In: Accounting
During the 2018/19 financial year, ABC Pty Ltd – a non-resident private company (not a SBE) received interest income of $6,000 and a franked dividend of $10,000 (with $3,150 of franking credits attached). ABC Pty Ltd had allowable deductions of $7,800. Required: What will ABC Pty Ltd’s net tax payable or refundable be? All calculations must be shown.
ABC Pty Ltd
(Add)
Interest Income = $6000
Dividend Income = $10000
franking credits = $3,150
Total = $19,150
(Less)
Allowable deductions = $7,800
Net tax payable income = $11,350
Note:
Franking Credit:
A franking credit, also known as an imputation credit, is a type of tax credit paid by corporations to their shareholders along with their dividend payments.
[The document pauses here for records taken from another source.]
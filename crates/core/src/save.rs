//! Auto-save sequencing.
//!
//! Saves are fire-and-forget and may complete out of order. Each save is
//! stamped with a revision from a single monotonically increasing counter;
//! the tracker remembers the newest revision issued per slide so a late
//! response for an older revision can be recognised and ignored.

use std::collections::HashMap;

use crate::types::DbId;

/// Classification of a completed save.
#[derive(Debug, Clone, Copy, PartialEq, Eq)]
pub enum SaveStatus {
    /// The newest save issued for the slide.
    Current,
    /// A newer save was issued after this one.
    Superseded,
}

#[derive(Debug, Clone, Default)]
pub struct SaveTracker {
    last_issued: i64,
    latest: HashMap<DbId, i64>,
    in_flight: usize,
}

impl SaveTracker {
    /// Start issuing revisions above `floor` (the highest revision already
    /// persisted for the project).
    pub fn with_floor(floor: i64) -> Self {
        Self {
            last_issued: floor.max(0),
            ..Self::default()
        }
    }

    /// Issue the revision for a new save of `slide_id`.
    pub fn issue(&mut self, slide_id: DbId) -> i64 {
        self.last_issued += 1;
        self.latest.insert(slide_id, self.last_issued);
        self.in_flight += 1;
        self.last_issued
    }

    /// Record completion (success or failure) of a save.
    pub fn settle(&mut self, slide_id: DbId, revision: i64) -> SaveStatus {
        self.in_flight = self.in_flight.saturating_sub(1);
        match self.latest.get(&slide_id) {
            Some(&latest) if latest == revision => SaveStatus::Current,
            _ => SaveStatus::Superseded,
        }
    }

    /// Drop bookkeeping for a deleted slide. Pending saves still settle.
    pub fn forget(&mut self, slide_id: DbId) {
        self.latest.remove(&slide_id);
    }

    /// Advisory "is-saving" flag for the UI.
    pub fn is_saving(&self) -> bool {
        self.in_flight > 0
    }

    pub fn in_flight(&self) -> usize {
        self.in_flight
    }

    pub fn latest_revision(&self, slide_id: DbId) -> Option<i64> {
        self.latest.get(&slide_id).copied()
    }
}
//! Handlers for slides: nested under `/projects/{project_id}/slides` for
//! listing and creation, flat under `/slides/{id}` for auto-save and delete.

use axum::extract::{Path, State};
use axum::http::StatusCode;
use axum::Json;
use carousel_core::error::CoreError;
use carousel_core::slide::MAX_SLIDES;
use carousel_core::types::DbId;
use carousel_db::models::slide::{CreateSlide, Slide, SlideUpdate, UpdateSlide};
use carousel_db::repositories::{ProjectRepo, SlideRepo};

use crate::error::{AppError, AppResult};
use crate::middleware::auth::AuthUser;
use crate::state::AppState;

/// GET /api/v1/projects/{project_id}/slides
pub async fn list_by_project(
    State(state): State<AppState>,
    auth: AuthUser,
    Path(project_id): Path<DbId>,
) -> AppResult<Json<Vec<Slide>>> {
    ensure_project_owned(&state, project_id, auth.user_id).await?;
    let slides = SlideRepo::list_by_project(&state.pool, project_id).await?;
    Ok(Json(slides))
}

/// POST /api/v1/projects/{project_id}/slides
pub async fn create(
    State(state): State<AppState>,
    auth: AuthUser,
    Path(project_id): Path<DbId>,
    Json(input): Json<CreateSlide>,
) -> AppResult<(StatusCode, Json<Slide>)> {
    if input.slide_number < 1 {
        return Err(AppError::Core(CoreError::Validation(
            "slide_number must be positive".into(),
        )));
    }
    ensure_project_owned(&state, project_id, auth.user_id).await?;

    if SlideRepo::count_by_project(&state.pool, project_id).await? >= MAX_SLIDES as i64 {
        return Err(capacity_reached());
    }

    // Re-checked under the project row lock.
    let slide = SlideRepo::create(&state.pool, auth.user_id, project_id, &input)
        .await?
        .ok_or_else(capacity_reached)?;

    tracing::info!(
        user_id = auth.user_id,
        project_id,
        slide_id = slide.id,
        slide_number = slide.slide_number,
        "Created slide"
    );
    Ok((StatusCode::CREATED, Json(slide)))
}

/// PUT /api/v1/slides/{id}
///
/// The auto-save target. A save whose revision is not newer than the stored
/// one is rejected with 409 and leaves the row untouched.
pub async fn update(
    State(state): State<AppState>,
    auth: AuthUser,
    Path(id): Path<DbId>,
    Json(input): Json<UpdateSlide>,
) -> AppResult<Json<Slide>> {
    match SlideRepo::update(&state.pool, id, auth.user_id, &input).await? {
        SlideUpdate::Updated(slide) => Ok(Json(slide)),
        SlideUpdate::Stale => Err(AppError::Core(CoreError::Conflict(format!(
            "Slide {id} already has a newer save"
        )))),
        SlideUpdate::NotFound => Err(AppError::not_found("Slide", id)),
    }
}

/// DELETE /api/v1/slides/{id}
pub async fn delete(
    State(state): State<AppState>,
    auth: AuthUser,
    Path(id): Path<DbId>,
) -> AppResult<StatusCode> {
    if SlideRepo::delete(&state.pool, id, auth.user_id).await? {
        tracing::info!(user_id = auth.user_id, slide_id = id, "Deleted slide");
        Ok(StatusCode::NO_CONTENT)
    } else {
        Err(AppError::not_found("Slide", id))
    }
}

async fn ensure_project_owned(state: &AppState, project_id: DbId, user_id: DbId) -> AppResult<()> {
    ProjectRepo::find_owned(&state.pool, project_id, user_id)
        .await?
        .ok_or(AppError::not_found("Project", project_id))?;
    Ok(())
}

fn capacity_reached() -> AppError {
    AppError::Core(CoreError::Conflict(format!(
        "A carousel holds at most {MAX_SLIDES} slides"
    )))
}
Australia and several other countries allow franking credits as a way to reduce or eliminate double taxation.
Since corporations have already paid taxes on the dividends they distribute to their shareholders, the franking credit allows them to allocate a tax credit to their shareholders. Depending on their tax situation, shareholders might then get a reduction in their income taxes or a tax refund.
Calculating Franking Credits
This is the standard calculation for calculating franking credits:
Franking credit = (dividend amount / (1-company tax rate)) - dividend amount
If an investor receives a $70 dividend from a company paying a 30% tax rate, their full franking credit would be $30 for a grossed-up dividend of $100.
To determine an adjusted franking credit, an investor would adjust the franking credit according to their tax rate. In the previous example, if an investor is only entitled to a 50% franking credit, their franking credit payout would be $15.